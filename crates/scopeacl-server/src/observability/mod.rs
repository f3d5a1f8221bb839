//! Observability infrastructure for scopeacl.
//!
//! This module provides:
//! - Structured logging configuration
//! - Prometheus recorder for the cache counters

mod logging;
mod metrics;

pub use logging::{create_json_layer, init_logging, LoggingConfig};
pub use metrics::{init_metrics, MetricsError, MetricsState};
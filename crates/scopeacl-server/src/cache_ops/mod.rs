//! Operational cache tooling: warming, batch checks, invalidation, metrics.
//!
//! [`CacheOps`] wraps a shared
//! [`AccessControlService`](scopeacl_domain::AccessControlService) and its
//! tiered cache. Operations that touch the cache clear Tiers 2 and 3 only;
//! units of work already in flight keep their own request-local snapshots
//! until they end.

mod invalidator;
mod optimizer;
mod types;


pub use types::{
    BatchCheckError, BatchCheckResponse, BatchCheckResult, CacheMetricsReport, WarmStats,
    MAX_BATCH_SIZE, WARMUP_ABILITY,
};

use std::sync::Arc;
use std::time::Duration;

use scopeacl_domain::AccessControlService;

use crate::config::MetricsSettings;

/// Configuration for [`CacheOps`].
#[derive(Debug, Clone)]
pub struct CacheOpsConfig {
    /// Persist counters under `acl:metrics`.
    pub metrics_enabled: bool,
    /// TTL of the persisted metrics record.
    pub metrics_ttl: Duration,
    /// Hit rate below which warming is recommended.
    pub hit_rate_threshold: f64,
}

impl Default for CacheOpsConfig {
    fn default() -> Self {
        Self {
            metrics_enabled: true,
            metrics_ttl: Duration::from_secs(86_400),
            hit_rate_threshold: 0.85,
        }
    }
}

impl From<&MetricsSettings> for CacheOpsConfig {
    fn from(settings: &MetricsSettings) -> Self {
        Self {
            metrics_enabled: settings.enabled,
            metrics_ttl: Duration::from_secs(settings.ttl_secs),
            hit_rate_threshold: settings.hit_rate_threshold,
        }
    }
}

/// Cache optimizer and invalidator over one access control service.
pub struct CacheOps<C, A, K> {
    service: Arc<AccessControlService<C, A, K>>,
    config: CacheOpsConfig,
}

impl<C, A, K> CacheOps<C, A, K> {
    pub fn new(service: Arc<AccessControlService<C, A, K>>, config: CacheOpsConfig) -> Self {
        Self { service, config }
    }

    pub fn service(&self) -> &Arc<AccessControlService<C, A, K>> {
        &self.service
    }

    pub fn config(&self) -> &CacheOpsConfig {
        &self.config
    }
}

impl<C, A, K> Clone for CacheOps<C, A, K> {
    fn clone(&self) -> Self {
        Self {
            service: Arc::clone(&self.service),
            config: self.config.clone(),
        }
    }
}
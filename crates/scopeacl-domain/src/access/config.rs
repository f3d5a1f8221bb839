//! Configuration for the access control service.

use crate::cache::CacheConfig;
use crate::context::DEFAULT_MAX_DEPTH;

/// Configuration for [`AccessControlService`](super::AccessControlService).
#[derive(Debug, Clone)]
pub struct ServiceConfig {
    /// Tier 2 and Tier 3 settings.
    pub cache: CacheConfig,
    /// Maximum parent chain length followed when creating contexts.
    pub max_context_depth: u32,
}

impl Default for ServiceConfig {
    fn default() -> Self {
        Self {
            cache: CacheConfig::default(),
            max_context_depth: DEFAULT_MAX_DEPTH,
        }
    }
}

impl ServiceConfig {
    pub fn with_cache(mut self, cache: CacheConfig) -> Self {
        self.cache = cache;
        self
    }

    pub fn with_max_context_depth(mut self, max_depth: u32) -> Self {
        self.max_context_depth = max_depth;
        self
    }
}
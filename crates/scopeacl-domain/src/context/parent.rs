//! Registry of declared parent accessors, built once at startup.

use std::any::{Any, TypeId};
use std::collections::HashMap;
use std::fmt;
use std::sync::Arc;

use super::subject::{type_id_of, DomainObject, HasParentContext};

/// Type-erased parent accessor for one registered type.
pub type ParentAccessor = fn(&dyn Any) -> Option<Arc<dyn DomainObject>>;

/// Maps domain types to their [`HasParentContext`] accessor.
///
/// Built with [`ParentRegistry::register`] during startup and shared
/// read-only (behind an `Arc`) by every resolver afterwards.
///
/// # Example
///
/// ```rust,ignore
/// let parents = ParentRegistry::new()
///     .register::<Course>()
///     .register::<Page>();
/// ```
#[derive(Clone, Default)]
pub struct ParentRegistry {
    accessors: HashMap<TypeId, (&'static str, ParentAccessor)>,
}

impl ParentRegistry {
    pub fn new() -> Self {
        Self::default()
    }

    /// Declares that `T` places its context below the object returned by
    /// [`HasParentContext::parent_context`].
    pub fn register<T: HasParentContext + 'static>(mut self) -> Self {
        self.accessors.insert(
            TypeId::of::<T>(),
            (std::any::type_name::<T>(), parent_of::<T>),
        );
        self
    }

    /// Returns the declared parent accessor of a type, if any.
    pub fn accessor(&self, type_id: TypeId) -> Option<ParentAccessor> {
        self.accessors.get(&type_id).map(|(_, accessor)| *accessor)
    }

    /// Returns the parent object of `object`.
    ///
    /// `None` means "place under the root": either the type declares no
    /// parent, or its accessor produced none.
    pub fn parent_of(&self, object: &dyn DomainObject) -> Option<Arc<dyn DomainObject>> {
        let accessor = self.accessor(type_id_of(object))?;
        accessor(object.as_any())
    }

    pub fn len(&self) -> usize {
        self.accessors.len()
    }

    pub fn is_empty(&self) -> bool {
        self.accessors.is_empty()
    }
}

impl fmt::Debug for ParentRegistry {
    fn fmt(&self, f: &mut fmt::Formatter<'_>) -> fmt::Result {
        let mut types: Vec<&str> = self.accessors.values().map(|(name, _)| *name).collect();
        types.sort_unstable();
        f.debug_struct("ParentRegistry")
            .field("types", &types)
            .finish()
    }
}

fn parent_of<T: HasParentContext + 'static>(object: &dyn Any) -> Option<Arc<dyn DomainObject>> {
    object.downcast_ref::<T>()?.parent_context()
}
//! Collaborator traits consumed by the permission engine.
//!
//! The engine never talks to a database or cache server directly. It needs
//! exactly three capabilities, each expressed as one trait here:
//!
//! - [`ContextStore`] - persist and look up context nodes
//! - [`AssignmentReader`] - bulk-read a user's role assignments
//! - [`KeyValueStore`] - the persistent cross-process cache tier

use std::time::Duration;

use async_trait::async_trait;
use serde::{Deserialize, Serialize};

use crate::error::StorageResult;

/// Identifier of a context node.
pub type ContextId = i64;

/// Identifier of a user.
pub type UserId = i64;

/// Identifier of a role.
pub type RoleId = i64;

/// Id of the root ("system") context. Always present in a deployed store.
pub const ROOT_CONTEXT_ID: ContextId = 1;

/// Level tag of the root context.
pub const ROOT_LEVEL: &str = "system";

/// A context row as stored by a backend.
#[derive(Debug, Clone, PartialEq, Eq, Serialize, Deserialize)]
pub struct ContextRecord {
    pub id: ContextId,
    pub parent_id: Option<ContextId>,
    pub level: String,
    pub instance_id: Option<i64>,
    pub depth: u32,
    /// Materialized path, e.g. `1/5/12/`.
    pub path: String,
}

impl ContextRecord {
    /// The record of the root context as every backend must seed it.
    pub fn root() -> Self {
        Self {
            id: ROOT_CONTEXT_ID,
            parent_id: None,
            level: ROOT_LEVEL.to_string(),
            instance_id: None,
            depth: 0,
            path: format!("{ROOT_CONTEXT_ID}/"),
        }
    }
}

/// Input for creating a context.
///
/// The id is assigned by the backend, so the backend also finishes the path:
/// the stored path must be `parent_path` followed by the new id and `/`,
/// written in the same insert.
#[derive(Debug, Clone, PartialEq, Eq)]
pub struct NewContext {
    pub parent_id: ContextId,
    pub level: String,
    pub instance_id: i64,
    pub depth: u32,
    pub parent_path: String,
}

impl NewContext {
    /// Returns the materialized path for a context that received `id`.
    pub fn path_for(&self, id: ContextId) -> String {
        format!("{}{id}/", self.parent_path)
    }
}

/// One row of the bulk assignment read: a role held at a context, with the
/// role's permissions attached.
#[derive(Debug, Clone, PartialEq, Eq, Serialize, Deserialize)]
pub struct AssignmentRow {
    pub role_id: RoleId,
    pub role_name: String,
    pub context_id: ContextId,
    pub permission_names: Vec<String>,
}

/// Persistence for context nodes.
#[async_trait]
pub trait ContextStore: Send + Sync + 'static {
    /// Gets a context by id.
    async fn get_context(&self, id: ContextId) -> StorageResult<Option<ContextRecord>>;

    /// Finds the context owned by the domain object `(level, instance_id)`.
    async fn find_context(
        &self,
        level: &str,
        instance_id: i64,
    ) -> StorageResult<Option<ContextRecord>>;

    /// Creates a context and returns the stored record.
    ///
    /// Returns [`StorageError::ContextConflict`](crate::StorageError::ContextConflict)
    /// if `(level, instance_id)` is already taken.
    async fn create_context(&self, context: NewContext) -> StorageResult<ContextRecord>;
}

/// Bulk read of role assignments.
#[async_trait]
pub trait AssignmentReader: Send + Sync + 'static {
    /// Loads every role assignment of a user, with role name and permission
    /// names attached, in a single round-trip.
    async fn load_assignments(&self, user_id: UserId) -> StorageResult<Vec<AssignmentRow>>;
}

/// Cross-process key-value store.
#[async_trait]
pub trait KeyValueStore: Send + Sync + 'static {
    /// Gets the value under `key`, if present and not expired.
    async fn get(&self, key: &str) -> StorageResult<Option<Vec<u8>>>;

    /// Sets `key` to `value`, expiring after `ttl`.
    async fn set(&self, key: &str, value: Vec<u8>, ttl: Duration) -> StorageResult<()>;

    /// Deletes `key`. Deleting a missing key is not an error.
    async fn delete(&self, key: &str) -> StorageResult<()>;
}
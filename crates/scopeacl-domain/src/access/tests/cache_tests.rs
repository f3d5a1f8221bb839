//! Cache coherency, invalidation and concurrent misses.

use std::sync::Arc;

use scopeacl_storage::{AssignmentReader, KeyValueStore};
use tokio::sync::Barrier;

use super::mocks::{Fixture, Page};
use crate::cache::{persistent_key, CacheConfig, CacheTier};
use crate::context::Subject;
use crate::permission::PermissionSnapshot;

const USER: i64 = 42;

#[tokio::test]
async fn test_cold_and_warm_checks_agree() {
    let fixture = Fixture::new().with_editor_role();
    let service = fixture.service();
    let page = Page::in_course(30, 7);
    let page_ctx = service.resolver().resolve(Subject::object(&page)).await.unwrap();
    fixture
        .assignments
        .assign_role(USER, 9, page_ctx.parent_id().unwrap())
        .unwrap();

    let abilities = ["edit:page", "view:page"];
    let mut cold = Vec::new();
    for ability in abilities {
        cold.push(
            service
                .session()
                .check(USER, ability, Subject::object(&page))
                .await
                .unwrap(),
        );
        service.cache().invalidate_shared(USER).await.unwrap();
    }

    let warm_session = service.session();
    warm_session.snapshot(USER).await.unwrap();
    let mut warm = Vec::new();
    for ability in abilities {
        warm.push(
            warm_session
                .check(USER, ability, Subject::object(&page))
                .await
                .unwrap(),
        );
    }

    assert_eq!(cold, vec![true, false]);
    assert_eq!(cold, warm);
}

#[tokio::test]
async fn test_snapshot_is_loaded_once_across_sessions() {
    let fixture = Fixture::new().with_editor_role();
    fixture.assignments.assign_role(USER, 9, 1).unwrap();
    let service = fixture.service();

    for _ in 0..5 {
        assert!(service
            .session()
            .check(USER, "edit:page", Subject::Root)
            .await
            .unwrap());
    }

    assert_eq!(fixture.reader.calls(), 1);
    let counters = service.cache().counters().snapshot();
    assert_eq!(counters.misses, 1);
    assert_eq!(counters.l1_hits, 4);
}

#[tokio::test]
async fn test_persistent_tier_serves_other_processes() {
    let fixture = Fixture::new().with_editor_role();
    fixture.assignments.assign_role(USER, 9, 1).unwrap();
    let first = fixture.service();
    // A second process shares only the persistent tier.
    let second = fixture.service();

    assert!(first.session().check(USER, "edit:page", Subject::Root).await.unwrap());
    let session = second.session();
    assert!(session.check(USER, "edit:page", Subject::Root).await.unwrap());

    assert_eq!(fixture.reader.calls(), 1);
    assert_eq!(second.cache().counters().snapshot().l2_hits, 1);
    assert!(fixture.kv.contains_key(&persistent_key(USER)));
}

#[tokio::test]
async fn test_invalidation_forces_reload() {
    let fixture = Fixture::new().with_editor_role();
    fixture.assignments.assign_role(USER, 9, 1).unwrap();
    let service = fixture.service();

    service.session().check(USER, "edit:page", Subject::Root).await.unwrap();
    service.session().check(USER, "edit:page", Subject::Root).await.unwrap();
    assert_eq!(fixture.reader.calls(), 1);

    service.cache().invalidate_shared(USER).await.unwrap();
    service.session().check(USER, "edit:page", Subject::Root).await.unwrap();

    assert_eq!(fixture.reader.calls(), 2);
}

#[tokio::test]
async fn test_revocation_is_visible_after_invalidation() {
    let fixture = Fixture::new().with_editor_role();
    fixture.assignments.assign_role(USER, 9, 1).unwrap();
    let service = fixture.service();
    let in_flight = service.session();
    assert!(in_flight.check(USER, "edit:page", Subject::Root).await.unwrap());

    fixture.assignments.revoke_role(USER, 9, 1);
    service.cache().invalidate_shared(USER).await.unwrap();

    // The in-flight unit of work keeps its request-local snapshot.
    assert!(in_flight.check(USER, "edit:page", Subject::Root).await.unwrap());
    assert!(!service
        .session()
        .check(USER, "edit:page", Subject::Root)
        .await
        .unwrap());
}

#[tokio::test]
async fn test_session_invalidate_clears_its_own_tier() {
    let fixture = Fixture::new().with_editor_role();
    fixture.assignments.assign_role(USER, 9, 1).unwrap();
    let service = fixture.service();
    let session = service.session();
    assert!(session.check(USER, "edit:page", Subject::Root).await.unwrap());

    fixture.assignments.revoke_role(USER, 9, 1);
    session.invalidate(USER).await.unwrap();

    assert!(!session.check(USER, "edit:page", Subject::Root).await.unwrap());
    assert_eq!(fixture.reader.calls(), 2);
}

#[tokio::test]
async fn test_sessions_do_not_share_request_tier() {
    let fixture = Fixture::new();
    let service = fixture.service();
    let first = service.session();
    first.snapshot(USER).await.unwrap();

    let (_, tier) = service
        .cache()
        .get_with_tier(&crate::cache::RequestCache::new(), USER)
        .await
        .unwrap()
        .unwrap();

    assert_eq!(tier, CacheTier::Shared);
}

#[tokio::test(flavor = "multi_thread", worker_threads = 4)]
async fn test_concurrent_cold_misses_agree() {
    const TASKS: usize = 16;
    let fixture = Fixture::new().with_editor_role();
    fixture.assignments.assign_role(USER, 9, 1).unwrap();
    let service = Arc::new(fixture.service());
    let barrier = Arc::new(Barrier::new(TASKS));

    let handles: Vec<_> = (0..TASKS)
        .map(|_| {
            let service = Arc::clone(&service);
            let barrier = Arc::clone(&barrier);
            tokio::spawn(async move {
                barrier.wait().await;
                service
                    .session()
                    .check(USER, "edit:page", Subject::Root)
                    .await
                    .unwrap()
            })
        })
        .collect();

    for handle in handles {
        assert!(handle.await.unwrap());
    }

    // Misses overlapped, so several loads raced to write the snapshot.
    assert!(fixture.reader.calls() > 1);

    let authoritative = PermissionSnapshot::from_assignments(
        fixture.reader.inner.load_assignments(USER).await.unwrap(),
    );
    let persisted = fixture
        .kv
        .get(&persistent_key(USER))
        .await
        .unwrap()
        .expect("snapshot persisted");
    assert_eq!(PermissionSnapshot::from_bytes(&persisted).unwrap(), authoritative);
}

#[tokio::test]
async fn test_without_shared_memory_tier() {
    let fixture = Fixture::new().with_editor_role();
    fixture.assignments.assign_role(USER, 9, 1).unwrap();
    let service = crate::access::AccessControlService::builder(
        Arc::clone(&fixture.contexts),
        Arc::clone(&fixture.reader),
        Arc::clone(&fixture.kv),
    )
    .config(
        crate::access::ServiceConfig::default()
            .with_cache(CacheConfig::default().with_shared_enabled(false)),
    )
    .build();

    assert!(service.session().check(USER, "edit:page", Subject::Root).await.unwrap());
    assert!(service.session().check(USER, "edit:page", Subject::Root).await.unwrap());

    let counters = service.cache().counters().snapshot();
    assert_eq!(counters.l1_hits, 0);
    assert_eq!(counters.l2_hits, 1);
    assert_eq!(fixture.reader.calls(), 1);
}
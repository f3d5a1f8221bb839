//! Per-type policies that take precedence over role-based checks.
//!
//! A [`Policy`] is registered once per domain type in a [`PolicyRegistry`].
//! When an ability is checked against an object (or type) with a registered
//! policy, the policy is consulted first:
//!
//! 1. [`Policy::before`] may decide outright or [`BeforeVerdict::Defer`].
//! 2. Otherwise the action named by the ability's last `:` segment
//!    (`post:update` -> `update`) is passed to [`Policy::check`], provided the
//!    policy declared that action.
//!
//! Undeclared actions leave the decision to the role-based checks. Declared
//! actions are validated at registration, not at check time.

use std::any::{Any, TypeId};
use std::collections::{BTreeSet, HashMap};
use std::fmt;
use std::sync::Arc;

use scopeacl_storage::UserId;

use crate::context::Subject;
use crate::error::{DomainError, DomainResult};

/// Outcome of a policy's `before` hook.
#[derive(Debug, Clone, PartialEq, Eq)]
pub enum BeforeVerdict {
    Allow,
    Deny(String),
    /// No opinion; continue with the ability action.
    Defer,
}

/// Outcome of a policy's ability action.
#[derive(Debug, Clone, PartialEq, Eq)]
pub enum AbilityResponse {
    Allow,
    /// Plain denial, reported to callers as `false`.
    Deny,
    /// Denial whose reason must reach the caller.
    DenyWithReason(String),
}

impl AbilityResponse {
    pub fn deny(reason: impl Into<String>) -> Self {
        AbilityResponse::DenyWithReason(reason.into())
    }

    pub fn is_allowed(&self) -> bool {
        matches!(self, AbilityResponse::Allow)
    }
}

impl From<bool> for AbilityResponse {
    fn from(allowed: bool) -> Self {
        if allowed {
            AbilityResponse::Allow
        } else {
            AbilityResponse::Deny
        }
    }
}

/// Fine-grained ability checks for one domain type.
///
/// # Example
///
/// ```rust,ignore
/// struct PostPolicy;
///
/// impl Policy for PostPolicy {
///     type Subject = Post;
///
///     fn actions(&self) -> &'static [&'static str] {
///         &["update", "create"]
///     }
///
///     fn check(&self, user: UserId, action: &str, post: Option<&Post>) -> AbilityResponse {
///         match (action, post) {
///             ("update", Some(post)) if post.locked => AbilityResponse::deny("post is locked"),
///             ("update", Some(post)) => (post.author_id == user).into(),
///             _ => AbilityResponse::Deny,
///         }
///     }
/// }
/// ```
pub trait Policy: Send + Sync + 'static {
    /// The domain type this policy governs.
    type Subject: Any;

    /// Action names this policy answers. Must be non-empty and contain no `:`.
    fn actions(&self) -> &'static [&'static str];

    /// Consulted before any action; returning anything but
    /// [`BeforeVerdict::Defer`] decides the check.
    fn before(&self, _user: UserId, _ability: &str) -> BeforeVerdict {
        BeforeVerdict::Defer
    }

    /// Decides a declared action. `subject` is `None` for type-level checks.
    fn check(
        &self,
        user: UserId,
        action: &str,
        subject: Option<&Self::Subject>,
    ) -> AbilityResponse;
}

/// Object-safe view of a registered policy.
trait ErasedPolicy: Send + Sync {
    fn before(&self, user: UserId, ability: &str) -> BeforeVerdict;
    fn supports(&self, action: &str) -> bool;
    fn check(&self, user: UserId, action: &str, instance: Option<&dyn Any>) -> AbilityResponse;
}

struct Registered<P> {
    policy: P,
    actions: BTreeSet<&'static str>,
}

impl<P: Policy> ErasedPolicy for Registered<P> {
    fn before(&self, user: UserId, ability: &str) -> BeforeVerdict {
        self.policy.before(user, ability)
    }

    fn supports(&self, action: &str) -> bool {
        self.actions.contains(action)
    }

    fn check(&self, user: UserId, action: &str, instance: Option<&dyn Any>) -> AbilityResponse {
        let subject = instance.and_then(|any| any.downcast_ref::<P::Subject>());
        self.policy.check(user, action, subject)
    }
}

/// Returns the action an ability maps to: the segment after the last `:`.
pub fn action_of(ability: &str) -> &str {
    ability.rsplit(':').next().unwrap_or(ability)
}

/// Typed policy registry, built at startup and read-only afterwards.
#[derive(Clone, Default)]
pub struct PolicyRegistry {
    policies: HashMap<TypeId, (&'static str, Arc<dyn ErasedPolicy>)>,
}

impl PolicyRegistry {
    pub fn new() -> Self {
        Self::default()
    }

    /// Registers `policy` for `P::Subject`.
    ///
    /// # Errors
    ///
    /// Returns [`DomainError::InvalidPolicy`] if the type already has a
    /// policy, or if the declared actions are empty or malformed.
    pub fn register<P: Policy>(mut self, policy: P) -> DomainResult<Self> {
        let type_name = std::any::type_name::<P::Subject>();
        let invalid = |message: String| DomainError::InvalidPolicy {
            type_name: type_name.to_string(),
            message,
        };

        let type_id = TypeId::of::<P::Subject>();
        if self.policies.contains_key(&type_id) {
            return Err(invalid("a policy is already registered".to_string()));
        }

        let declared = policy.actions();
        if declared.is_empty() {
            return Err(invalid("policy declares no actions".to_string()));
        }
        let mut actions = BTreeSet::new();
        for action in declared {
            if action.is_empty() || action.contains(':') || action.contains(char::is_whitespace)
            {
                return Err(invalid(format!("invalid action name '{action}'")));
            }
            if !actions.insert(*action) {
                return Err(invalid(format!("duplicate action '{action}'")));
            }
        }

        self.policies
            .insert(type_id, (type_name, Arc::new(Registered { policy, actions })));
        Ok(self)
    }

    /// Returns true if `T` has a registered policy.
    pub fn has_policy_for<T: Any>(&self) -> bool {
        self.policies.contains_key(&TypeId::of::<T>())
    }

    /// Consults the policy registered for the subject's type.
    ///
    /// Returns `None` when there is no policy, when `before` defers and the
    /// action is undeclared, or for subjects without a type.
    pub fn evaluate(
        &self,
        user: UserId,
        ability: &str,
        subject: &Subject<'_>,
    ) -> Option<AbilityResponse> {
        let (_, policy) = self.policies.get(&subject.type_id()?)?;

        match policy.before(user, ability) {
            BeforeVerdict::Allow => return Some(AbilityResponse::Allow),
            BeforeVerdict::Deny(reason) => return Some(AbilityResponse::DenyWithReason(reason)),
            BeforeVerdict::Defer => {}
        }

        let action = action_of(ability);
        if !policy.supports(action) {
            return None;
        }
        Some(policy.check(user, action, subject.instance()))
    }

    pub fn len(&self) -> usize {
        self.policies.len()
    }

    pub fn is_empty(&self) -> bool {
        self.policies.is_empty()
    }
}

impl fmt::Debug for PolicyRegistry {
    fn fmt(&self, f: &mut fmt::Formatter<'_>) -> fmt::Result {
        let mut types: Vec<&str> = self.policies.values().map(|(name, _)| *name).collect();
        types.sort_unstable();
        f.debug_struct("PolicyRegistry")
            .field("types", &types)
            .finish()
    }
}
════════
* What to produce *
Scan the records above for the word "ContextStore". Copy each line that has it.

* Response *
//! - [`ContextStore`] - persist and look up context nodes
pub trait ContextStore: Send + Sync + 'static {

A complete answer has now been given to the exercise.